> **What the exercise asks**
For the data below, work out how many lines contain the word "Uuid" and supply only that number.

(Saved data entries)

────────────────────────────────────────

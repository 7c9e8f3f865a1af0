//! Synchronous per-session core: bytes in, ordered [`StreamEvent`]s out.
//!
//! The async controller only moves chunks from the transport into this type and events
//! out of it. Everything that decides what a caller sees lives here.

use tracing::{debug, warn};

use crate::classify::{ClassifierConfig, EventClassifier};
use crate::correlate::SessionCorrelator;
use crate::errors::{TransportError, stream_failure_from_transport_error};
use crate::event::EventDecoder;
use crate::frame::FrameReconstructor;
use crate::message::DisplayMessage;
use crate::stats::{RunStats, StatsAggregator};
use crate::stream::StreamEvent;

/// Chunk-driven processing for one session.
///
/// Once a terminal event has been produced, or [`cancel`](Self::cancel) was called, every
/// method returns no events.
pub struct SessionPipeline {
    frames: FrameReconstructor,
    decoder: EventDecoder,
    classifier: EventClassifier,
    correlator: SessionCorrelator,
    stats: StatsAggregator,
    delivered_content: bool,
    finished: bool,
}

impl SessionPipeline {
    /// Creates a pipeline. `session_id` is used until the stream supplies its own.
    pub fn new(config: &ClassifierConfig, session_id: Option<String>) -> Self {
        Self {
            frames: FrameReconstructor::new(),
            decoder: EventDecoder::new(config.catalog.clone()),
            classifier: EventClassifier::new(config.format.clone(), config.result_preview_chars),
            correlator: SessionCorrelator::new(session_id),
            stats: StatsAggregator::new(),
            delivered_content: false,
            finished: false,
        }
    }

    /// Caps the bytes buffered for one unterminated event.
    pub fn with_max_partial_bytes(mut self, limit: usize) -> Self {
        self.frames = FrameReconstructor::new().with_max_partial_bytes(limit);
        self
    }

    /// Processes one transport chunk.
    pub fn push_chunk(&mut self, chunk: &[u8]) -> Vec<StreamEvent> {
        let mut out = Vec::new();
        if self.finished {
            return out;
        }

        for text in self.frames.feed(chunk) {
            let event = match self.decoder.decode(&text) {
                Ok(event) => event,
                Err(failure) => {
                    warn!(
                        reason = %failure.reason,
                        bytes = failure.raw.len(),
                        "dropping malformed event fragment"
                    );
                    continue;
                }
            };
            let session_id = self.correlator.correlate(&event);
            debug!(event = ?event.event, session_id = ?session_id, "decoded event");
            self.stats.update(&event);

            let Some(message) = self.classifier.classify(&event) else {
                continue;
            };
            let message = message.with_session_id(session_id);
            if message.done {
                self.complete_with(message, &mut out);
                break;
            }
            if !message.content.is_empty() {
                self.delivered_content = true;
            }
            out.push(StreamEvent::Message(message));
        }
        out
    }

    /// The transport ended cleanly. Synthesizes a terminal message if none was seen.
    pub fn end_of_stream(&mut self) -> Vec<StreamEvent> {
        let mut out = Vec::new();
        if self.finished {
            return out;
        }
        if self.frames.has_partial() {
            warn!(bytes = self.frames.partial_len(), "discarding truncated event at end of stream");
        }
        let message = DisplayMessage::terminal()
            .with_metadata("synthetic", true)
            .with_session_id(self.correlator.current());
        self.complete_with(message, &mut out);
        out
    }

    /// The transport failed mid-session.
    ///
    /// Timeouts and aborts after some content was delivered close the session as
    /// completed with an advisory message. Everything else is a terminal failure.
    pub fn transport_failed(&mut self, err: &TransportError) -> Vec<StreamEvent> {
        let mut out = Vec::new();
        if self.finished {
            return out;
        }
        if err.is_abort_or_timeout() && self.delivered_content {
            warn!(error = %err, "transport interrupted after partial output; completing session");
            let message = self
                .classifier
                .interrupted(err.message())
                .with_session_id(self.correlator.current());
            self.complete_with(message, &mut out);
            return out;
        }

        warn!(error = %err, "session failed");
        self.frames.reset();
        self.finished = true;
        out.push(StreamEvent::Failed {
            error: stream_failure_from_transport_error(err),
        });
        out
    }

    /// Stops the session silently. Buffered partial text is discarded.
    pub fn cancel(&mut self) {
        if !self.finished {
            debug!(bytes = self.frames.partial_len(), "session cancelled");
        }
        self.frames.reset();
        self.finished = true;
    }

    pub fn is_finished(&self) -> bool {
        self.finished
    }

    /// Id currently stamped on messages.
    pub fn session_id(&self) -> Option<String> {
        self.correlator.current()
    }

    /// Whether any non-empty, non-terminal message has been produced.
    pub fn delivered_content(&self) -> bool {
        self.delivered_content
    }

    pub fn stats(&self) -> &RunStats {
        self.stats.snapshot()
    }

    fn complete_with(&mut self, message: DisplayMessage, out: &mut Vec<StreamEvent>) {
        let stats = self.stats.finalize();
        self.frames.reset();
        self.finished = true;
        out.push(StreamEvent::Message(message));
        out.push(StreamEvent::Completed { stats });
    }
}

────────────────────────────────────────

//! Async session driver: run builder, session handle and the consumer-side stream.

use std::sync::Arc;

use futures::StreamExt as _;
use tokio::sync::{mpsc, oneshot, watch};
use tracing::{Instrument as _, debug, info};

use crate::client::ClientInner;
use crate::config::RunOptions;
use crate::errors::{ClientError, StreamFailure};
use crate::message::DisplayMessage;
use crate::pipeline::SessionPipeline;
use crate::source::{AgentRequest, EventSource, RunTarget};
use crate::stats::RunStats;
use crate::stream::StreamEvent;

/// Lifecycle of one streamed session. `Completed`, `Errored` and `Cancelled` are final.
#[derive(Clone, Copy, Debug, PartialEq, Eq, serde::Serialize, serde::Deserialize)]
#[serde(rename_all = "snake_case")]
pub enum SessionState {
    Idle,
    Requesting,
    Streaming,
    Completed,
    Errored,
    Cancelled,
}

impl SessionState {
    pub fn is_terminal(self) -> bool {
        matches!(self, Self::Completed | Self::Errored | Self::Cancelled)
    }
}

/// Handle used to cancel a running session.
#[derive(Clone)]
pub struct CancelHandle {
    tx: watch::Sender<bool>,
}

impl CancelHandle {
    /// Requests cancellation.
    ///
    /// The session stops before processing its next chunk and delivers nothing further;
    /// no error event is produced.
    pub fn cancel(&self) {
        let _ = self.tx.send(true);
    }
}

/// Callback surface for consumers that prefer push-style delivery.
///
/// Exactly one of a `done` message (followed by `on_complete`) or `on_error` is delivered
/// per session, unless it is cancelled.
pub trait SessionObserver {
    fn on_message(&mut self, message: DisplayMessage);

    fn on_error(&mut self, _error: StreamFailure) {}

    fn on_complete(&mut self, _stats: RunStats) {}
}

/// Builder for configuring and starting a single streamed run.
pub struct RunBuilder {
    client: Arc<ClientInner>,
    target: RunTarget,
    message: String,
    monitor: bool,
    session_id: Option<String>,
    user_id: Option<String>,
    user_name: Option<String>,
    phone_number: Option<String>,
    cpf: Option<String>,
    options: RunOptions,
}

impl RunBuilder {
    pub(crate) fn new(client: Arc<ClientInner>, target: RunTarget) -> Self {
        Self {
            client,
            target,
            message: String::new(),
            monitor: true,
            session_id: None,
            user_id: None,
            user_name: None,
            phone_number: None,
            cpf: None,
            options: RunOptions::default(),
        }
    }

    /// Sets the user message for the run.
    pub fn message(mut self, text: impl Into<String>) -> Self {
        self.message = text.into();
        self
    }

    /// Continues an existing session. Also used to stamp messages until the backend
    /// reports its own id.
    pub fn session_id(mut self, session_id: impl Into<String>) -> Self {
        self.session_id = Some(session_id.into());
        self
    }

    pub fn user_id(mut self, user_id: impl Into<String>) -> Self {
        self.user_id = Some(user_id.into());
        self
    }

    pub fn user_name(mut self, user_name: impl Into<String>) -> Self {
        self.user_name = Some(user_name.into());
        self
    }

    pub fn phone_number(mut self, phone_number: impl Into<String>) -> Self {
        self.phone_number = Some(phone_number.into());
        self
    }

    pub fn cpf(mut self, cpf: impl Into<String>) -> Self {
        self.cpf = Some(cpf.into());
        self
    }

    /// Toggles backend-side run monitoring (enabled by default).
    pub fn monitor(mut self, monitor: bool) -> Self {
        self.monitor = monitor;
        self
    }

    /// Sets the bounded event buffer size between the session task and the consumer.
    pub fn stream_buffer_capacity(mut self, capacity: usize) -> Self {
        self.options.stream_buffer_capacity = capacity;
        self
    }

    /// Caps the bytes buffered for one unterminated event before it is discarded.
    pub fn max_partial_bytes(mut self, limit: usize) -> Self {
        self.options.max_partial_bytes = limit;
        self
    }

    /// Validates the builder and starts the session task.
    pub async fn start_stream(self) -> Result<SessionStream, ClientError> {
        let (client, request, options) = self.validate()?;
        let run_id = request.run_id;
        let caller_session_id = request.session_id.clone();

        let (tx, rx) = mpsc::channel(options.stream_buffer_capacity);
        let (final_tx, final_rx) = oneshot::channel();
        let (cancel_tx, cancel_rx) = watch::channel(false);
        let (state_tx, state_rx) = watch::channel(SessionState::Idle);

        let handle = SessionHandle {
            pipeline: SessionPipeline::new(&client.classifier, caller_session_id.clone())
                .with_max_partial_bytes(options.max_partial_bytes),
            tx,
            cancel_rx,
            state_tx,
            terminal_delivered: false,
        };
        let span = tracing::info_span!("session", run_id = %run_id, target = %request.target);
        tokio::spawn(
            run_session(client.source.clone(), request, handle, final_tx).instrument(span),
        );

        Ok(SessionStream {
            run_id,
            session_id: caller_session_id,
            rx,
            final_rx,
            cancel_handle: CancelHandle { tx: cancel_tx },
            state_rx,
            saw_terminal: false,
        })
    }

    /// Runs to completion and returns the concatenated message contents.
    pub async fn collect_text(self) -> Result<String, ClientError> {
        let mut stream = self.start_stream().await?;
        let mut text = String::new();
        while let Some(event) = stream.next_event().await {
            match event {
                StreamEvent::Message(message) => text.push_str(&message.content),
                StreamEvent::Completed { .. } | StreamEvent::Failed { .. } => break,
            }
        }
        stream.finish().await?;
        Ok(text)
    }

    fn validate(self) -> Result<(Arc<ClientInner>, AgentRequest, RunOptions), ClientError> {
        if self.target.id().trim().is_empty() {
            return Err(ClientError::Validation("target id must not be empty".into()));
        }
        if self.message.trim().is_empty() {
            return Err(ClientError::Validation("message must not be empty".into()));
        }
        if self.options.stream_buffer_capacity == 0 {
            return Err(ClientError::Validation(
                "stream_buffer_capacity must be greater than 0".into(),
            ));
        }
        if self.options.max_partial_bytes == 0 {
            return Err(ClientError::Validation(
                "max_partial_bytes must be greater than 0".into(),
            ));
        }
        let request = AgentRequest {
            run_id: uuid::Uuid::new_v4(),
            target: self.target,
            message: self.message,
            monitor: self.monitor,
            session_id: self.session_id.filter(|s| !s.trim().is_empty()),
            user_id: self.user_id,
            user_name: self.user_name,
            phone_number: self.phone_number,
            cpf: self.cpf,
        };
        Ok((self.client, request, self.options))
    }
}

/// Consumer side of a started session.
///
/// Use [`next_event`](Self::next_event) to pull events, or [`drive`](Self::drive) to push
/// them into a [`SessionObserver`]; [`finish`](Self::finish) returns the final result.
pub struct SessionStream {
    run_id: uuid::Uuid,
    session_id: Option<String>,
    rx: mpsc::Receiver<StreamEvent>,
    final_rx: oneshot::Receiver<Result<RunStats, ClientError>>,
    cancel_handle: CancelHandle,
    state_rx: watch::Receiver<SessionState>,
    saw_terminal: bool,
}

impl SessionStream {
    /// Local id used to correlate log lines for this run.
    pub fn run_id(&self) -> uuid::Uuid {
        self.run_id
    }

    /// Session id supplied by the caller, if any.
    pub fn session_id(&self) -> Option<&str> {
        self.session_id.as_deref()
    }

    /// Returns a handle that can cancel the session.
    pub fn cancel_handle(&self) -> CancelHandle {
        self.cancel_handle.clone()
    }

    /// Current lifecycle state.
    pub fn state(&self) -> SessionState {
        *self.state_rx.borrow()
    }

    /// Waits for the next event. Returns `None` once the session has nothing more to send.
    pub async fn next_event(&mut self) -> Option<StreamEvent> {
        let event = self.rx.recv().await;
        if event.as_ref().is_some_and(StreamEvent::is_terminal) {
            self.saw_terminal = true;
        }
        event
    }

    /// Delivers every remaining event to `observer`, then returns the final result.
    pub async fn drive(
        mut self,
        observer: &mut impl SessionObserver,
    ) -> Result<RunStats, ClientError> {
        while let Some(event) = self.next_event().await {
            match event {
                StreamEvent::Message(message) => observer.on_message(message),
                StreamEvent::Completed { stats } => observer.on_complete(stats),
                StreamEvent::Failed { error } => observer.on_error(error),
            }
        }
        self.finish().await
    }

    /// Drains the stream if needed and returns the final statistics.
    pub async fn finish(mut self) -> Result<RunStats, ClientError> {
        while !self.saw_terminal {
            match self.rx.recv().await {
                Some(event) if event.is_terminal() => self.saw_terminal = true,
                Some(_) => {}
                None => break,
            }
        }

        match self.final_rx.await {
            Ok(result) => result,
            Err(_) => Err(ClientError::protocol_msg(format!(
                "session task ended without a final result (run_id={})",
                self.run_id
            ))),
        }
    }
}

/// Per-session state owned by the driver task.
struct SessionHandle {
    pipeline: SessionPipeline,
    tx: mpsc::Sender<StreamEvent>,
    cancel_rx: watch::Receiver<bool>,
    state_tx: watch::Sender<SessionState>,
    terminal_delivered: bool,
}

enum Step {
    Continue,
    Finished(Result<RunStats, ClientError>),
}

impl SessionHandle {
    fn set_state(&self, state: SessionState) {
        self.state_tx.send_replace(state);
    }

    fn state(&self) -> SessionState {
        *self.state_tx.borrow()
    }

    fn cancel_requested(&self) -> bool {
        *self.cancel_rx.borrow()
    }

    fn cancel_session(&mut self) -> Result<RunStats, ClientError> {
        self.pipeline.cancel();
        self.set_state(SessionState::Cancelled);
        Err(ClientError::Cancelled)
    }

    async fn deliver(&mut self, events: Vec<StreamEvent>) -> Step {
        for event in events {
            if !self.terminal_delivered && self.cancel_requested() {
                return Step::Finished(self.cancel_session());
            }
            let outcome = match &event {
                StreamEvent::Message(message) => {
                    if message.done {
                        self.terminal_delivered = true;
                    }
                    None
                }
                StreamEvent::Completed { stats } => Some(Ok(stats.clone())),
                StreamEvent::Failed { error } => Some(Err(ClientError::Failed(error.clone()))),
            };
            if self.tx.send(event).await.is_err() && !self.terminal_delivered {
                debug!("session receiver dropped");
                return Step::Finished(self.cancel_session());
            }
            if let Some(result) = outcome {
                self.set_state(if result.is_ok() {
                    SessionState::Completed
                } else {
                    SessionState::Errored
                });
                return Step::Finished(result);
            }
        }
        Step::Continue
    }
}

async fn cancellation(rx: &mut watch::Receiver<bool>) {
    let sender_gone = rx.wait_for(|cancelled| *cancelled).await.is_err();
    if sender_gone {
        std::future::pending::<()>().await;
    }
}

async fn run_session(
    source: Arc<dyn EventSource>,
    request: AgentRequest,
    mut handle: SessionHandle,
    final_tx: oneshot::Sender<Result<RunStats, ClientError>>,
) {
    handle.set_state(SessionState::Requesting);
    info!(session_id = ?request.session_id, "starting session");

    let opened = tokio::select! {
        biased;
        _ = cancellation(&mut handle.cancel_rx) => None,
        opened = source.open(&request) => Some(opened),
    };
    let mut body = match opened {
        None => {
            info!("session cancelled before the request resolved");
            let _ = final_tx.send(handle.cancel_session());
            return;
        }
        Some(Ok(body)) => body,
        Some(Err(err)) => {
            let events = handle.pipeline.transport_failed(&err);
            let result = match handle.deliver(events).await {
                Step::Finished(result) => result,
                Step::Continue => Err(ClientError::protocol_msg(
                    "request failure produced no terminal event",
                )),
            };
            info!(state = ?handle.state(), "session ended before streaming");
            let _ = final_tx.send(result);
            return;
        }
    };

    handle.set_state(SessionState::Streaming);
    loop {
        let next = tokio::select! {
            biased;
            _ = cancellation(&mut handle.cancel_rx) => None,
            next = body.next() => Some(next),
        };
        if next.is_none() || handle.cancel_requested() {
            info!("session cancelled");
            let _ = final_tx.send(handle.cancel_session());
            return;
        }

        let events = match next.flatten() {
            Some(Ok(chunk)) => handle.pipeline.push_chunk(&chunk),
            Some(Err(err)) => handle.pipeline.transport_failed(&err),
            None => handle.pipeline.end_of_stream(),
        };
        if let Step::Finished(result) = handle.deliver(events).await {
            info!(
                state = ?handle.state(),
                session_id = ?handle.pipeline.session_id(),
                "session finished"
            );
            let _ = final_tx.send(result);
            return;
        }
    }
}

────────────────────────────────────────

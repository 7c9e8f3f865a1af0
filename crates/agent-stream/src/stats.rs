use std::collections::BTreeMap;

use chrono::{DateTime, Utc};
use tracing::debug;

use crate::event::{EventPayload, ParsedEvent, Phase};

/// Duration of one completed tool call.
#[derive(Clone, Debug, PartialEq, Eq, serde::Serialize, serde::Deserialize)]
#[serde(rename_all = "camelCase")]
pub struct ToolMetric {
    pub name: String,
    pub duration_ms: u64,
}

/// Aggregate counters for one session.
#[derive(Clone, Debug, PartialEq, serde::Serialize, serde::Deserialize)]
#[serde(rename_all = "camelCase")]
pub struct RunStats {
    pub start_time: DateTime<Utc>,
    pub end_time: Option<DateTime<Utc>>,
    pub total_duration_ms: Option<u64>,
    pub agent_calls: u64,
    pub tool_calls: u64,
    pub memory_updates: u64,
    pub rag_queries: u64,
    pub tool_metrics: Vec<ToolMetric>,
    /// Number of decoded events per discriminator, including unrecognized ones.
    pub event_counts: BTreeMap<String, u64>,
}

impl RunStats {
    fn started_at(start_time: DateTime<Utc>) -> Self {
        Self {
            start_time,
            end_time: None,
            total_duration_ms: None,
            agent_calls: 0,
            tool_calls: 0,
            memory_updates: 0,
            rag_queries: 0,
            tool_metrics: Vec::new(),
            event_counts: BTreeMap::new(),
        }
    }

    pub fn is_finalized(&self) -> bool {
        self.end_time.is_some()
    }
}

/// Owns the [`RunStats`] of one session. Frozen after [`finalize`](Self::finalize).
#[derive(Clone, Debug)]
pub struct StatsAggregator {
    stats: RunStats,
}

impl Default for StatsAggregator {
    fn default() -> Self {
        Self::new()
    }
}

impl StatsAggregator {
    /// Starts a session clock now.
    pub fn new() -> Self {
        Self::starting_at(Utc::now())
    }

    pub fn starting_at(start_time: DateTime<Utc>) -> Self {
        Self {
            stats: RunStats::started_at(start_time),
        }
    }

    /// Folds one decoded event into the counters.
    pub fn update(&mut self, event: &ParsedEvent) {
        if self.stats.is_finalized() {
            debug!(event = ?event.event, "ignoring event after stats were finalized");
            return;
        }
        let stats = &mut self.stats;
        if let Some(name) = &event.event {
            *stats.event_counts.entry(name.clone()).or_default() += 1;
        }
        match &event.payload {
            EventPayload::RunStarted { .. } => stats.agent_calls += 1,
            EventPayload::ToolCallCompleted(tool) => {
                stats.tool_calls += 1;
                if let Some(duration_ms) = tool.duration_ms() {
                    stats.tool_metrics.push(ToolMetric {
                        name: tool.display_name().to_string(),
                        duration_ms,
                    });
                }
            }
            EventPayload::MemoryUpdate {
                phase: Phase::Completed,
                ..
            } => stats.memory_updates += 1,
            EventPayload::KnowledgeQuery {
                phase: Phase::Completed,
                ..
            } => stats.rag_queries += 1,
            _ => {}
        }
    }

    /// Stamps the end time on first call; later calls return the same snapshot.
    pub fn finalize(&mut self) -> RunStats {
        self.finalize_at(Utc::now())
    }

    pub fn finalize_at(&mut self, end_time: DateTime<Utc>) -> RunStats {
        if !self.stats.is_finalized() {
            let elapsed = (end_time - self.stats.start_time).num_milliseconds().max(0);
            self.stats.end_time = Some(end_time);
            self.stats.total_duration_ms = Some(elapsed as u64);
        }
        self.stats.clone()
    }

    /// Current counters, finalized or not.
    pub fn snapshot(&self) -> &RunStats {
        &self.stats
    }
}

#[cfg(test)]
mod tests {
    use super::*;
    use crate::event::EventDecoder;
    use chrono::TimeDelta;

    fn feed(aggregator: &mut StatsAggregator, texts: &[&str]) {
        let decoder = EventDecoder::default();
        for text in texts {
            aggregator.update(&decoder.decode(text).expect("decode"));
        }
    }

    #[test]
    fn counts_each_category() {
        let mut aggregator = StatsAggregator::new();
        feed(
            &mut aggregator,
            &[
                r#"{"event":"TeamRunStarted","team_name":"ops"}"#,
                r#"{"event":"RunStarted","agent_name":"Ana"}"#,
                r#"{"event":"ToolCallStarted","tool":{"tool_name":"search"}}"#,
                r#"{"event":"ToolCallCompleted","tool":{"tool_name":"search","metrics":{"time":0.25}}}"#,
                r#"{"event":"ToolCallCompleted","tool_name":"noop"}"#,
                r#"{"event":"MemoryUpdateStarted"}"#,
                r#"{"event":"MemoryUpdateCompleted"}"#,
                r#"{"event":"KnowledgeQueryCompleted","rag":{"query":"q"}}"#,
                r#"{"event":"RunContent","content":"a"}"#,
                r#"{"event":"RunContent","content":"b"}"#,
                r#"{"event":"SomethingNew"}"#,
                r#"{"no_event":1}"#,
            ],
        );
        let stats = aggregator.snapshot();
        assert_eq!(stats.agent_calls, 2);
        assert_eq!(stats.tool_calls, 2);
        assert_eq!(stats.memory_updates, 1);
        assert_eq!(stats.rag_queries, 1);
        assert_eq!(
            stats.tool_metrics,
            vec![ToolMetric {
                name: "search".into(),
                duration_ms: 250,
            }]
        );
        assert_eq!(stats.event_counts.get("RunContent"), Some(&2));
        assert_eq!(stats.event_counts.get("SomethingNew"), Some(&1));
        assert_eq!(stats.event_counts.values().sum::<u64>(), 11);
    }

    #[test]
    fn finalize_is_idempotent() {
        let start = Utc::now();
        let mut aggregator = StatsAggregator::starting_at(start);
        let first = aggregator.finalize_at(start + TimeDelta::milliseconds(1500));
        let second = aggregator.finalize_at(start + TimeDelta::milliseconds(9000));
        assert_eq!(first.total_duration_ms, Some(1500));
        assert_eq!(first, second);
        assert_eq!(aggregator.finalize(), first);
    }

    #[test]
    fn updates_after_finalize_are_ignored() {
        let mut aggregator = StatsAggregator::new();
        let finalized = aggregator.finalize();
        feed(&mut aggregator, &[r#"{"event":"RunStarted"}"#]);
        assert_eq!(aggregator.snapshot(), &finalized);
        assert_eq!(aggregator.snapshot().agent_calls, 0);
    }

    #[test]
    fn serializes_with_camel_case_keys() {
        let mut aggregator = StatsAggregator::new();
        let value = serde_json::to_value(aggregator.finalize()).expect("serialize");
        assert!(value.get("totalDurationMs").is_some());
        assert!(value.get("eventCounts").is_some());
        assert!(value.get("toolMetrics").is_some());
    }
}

────────────────────────────────────────

> **Response**
3